Thick black smoke was seen across the capital as firefighters brought 10 fire engines to bear against the blaze. The cause of the fire, in Baghdad's eastern Al Russafa district, was not immediately clear.
Interior ministry spokesman General Saad Maan visited the scene and told reporters that "most of the ballot boxes were stored in another building and have been preserved."
General Maan said that efforts were being made to stop the blaze from affecting ballot boxes in the three other sites.
A spokesman for the fire brigade said that the fire had been contained away from the "warehouses holding the majority of the votes."
Videos shared on social media showed civil firefighters removing ballot boxes from the site.
Locals living in the neighbourhood described the fire as a sad day for Iraq and shared a widely held suspicion that the fire was deliberately lit. "Corrupt elected politicians set the ballot box fire to preserve their political interests," said a 53-year-old policeman who gave his name as Abu Zeinab.
The fire occurred on the same day that Iraq's Supreme Judicial Council nominated judges to take over the country's electoral commission after allegations of voter irregularities in last month's parliamentary election.
"The Supreme Judicial Council's meeting saw the naming of the judges nominated to take over the duties of the board of commissioners of the Independent High Elections Commission," Judge Abdul-Sattar al-Birqdar said in a statement.
Confusion threatens post-election hopes for stability in Iraq
Parliament on Wednesday ordered a nationwide recount of the May 12 votes and suspended the Independent High Electoral Commission (IHEC) that oversaw the polls.
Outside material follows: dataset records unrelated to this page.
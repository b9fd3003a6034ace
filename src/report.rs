use std::collections::HashMap;
use std::fmt::Write;

use serde::Serialize;

use crate::models::{LeaderboardEntry, PeriodStatus, TallyResult, VoteCategory};
use crate::scoring::{self, podium};
use crate::visibility::Gated;

const PODIUM_PLACES: usize = 3;

#[derive(Debug, Clone, PartialEq, Serialize)]
pub struct DepartmentSummary {
    pub department: String,
    pub ranked: usize,
    pub avg_final_score: f64,
}

pub fn summarize_by_department(entries: &[LeaderboardEntry]) -> Vec<DepartmentSummary> {
    let mut map: HashMap<String, (usize, f64)> = HashMap::new();

    for entry in entries {
        let slot = map.entry(entry.subject.department.clone()).or_insert((0, 0.0));
        slot.0 += 1;
        slot.1 += entry.score.final_score;
    }

    let mut summaries: Vec<DepartmentSummary> = map
        .into_iter()
        .map(|(department, (ranked, total))| DepartmentSummary {
            department,
            ranked,
            avg_final_score: scoring::round_to(total / ranked as f64, 2),
        })
        .collect();

    summaries.sort_by(|a, b| {
        b.avg_final_score
            .total_cmp(&a.avg_final_score)
            .then_with(|| a.department.cmp(&b.department))
    });
    summaries
}

pub fn format_teamwork(value: Option<f64>) -> String {
    value.map_or_else(|| "-".to_string(), |avg| format!("{avg:.1}"))
}

pub fn build_report(
    period: &str,
    status: &PeriodStatus,
    leaderboard: &Gated<Vec<LeaderboardEntry>>,
    tallies: &[(VoteCategory, Gated<Vec<TallyResult>>)],
) -> String {
    let mut output = String::new();

    let _ = writeln!(output, "# Cohort Recognition Report");
    match (status.published, status.published_at) {
        (true, Some(at)) => {
            let _ = writeln!(output, "Period {} (published {})", period, at.format("%Y-%m-%d"));
        }
        (true, None) => {
            let _ = writeln!(output, "Period {} (published)", period);
        }
        (false, _) => {
            let _ = writeln!(output, "Period {} (not yet published)", period);
        }
    }
    let _ = writeln!(output);

    let _ = writeln!(output, "## Performance Podium");
    match leaderboard {
        Gated::Denied => {
            let _ = writeln!(output, "Results are locked until the period is published.");
        }
        Gated::Visible(entries) if entries.is_empty() => {
            let _ = writeln!(output, "No assessments recorded for this period.");
        }
        Gated::Visible(entries) => {
            for (place, entry) in podium(entries, PODIUM_PLACES).iter().enumerate() {
                let _ = writeln!(
                    output,
                    "{}. {} ({}, {}) final {:.2}",
                    place + 1,
                    entry.subject.display_name,
                    entry.subject.role,
                    entry.subject.department,
                    entry.score.final_score
                );
            }

            let _ = writeln!(output);
            let _ = writeln!(output, "## Full Leaderboard");
            let _ = writeln!(output, "| Rank | Name | Attitude | Teamwork | Final | Ratings |");
            let _ = writeln!(output, "|---|---|---|---|---|---|");
            for (rank, entry) in entries.iter().enumerate() {
                let _ = writeln!(
                    output,
                    "| {} | {} | {:.1} | {} | {:.2} | {} |",
                    rank + 1,
                    entry.subject.display_name,
                    entry.score.avg_attitude,
                    format_teamwork(entry.score.avg_teamwork),
                    entry.score.final_score,
                    entry.score.assessment_count
                );
            }

            let _ = writeln!(output);
            let _ = writeln!(output, "## Departments");
            for summary in summarize_by_department(entries) {
                let _ = writeln!(
                    output,
                    "- {}: {} ranked (avg final {:.2})",
                    summary.department, summary.ranked, summary.avg_final_score
                );
            }
        }
    }

    for (category, tally) in tallies {
        let _ = writeln!(output);
        let _ = writeln!(output, "## {}", category.title());
        match tally {
            Gated::Denied => {
                let _ = writeln!(output, "Votes are sealed until the period is published.");
            }
            Gated::Visible(results) if results.is_empty() => {
                let _ = writeln!(output, "No ballots cast in this category.");
            }
            Gated::Visible(results) => {
                for result in results {
                    let _ = writeln!(
                        output,
                        "- {} ({}): {} votes",
                        result.candidate.display_name, result.candidate.role, result.votes
                    );
                }
            }
        }
    }

    output
}

#[cfg(test)]
mod tests {
    use super::*;
    use crate::models::{CompositeScore, Role, Subject};
    use chrono::TimeZone;
    use uuid::Uuid;

    fn entry(name: &str, department: &str, final_score: f64, teamwork: Option<f64>) -> LeaderboardEntry {
        let id = Uuid::new_v4();
        LeaderboardEntry {
            subject: Subject {
                id,
                username: name.to_lowercase(),
                display_name: name.to_string(),
                role: Role::Member,
                department: department.to_string(),
                cohort: "2026".to_string(),
            },
            score: CompositeScore {
                subject_id: id,
                avg_attitude: final_score,
                avg_teamwork: teamwork,
                final_score,
                assessment_count: 2,
            },
        }
    }

    #[test]
    fn department_summary_averages_final_scores() {
        let entries = vec![
            entry("Ayu", "Events", 90.0, None),
            entry("Bima", "Outreach", 70.0, None),
            entry("Citra", "Events", 80.0, None),
        ];
        let summaries = summarize_by_department(&entries);
        assert_eq!(summaries[0].department, "Events");
        assert_eq!(summaries[0].ranked, 2);
        assert_eq!(summaries[0].avg_final_score, 85.0);
        assert_eq!(summaries[1].department, "Outreach");
    }

    #[test]
    fn teamwork_renders_dash_when_not_applicable() {
        assert_eq!(format_teamwork(None), "-");
        assert_eq!(format_teamwork(Some(0.0)), "0.0");
        assert_eq!(format_teamwork(Some(72.26)), "72.3");
    }

    #[test]
    fn header_reflects_publication_state() {
        let empty = Gated::Visible(Vec::new());
        let undated = build_report("Q1", &PeriodStatus::from_columns(true, None), &empty, &[]);
        assert!(undated.contains("Period Q1 (published)\n"));

        let at = chrono::Utc.with_ymd_and_hms(2026, 3, 31, 9, 0, 0).unwrap();
        let dated = build_report("Q1", &PeriodStatus::from_columns(true, Some(at)), &empty, &[]);
        assert!(dated.contains("Period Q1 (published 2026-03-31)"));
    }

    #[test]
    fn locked_report_shows_no_scores() {
        let report = build_report(
            "Q1",
            &PeriodStatus::default(),
            &Gated::Denied,
            &[(VoteCategory::MostFunPeer, Gated::Denied)],
        );
        assert!(report.contains("not yet published"));
        assert!(report.contains("Results are locked"));
        assert!(report.contains("Votes are sealed"));
        assert!(!report.contains("Full Leaderboard"));
    }

    #[test]
    fn visible_report_lists_podium_and_tallies() {
        let entries = vec![
            entry("Ayu", "Events", 90.0, Some(88.0)),
            entry("Bima", "Outreach", 70.0, None),
        ];
        let tally = vec![TallyResult {
            candidate: entries[1].subject.clone(),
            votes: 3,
        }];
        let report = build_report(
            "Q1",
            &PeriodStatus::default(),
            &Gated::Visible(entries),
            &[
                (VoteCategory::MostFunPeer, Gated::Visible(tally)),
                (VoteCategory::FavoriteLeader, Gated::Visible(Vec::new())),
            ],
        );
        assert!(report.contains("1. Ayu (member, Events) final 90.00"));
        assert!(report.contains("| 2 | Bima | 70.0 | - | 70.00 | 2 |"));
        assert!(report.contains("- Bima (member): 3 votes"));
        assert!(report.contains("No ballots cast in this category."));
    }
}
The move could further delay the formation of a new government as well as cast a shadow over Iraq's fledgling democracy.
More than 170 MPs voted in an emergency parliamentary session on Wednesday to amend the law, which will also nullify votes cast overseas and from displacement camps in four Sunni-majority provinces.
"The recount is bound to undermine faith in these elections," Fanar Haddad, senior research fellow at Singapore University, told The National. That faith was already low, he suggested, given a low turn out of 43 per cent. The recount will also "leave long term question marks about the credibility of the final results," he added.
The turn out rate for Iraq's 24.5 million registered voters was the lowest since the first multi-party elections was held in 2005.
The electoral alliance led by Mr Al Sadr won the largest number of seats in the elections, besting other establishment figures, including encumbent Prime Minister Haider Al Abadi.
But the results have been marred by lingering allegations of voter fraud.
According to intelligence services, tests of electronic voting machines that were used for the first time in the elections produced varied results, appearing to give credence to the fraud claims.
Last Tuesday, Prime Minister Al Abadi banned some members of the country's electoral commission from travelling after “serious violations” were reported in the elections.
He said that a commission looking in to alleged irregularities in the elections found "widespread manipulation" and faulted election authorities for "not taking the needed measures" to eliminate these issues.
The speaker of parliament Salim Al Jabouri has demanded fresh elections. Mr Al Jabouri was not reelected during the May 12 vote.